Aim of the exercise
The answer consists of one number: how many lines of the data below include the string "Some".

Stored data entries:

##############################

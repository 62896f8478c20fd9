//! Language codes accepted by the translation tool.
//!
//! ```rust
//! use ktools::language_name;
//!
//! assert_eq!(language_name("auto"), Some("Auto-detect"));
//! assert_eq!(language_name("FR"), Some("French"));
//! assert_eq!(language_name("xx"), None);
//! ```

pub const AUTO_DETECT: &str = "auto";

pub const LANGUAGES: &[(&str, &str)] = &[
    ("auto", "Auto-detect"),
    ("en", "English"),
    ("es", "Spanish"),
    ("fr", "French"),
    ("de", "German"),
    ("it", "Italian"),
    ("pt", "Portuguese"),
    ("ru", "Russian"),
    ("ja", "Japanese"),
    ("ko", "Korean"),
    ("zh", "Chinese (Simplified)"),
    ("zh-tw", "Chinese (Traditional)"),
    ("ar", "Arabic"),
    ("hi", "Hindi"),
    ("th", "Thai"),
    ("vi", "Vietnamese"),
    ("tr", "Turkish"),
    ("pl", "Polish"),
    ("nl", "Dutch"),
    ("sv", "Swedish"),
    ("da", "Danish"),
    ("no", "Norwegian"),
    ("fi", "Finnish"),
    ("he", "Hebrew"),
    ("cs", "Czech"),
    ("hu", "Hungarian"),
    ("ro", "Romanian"),
    ("bg", "Bulgarian"),
    ("hr", "Croatian"),
    ("sk", "Slovak"),
    ("sl", "Slovenian"),
    ("et", "Estonian"),
    ("lv", "Latvian"),
    ("lt", "Lithuanian"),
    ("uk", "Ukrainian"),
    ("be", "Belarusian"),
    ("mk", "Macedonian"),
    ("sq", "Albanian"),
    ("sr", "Serbian"),
    ("bs", "Bosnian"),
    ("mt", "Maltese"),
    ("is", "Icelandic"),
    ("ga", "Irish"),
    ("cy", "Welsh"),
    ("eu", "Basque"),
    ("ca", "Catalan"),
    ("gl", "Galician"),
    ("fa", "Persian"),
    ("ur", "Urdu"),
    ("bn", "Bengali"),
    ("ta", "Tamil"),
    ("te", "Telugu"),
    ("ml", "Malayalam"),
    ("kn", "Kannada"),
    ("gu", "Gujarati"),
    ("pa", "Punjabi"),
    ("mr", "Marathi"),
    ("ne", "Nepali"),
    ("si", "Sinhala"),
    ("my", "Myanmar"),
    ("km", "Khmer"),
    ("lo", "Lao"),
    ("ka", "Georgian"),
    ("am", "Amharic"),
    ("sw", "Swahili"),
    ("zu", "Zulu"),
    ("af", "Afrikaans"),
    ("xh", "Xhosa"),
    ("yo", "Yoruba"),
    ("ig", "Igbo"),
    ("ha", "Hausa"),
];

/// Display name for a language code, case-insensitive.
pub fn language_name(code: &str) -> Option<&'static str> {
    let code = code.trim();
    LANGUAGES
        .iter()
        .find(|(known, _)| known.eq_ignore_ascii_case(code))
        .map(|(_, name)| *name)
}

pub fn is_auto_detect(code: &str) -> bool {
    code.trim().eq_ignore_ascii_case(AUTO_DETECT)
}

#[cfg(test)]
mod tests {
    use super::*;

    #[test]
    fn codes_are_unique() {
        for (index, (code, _)) in LANGUAGES.iter().enumerate() {
            assert!(
                LANGUAGES[index + 1..].iter().all(|(other, _)| other != code),
                "duplicate code {code}"
            );
        }
    }

    #[test]
    fn regional_codes_resolve() {
        assert_eq!(language_name("zh-TW"), Some("Chinese (Traditional)"));
        assert!(is_auto_detect(" Auto "));
        assert!(!is_auto_detect("en"));
    }
}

##############################

Final answer
3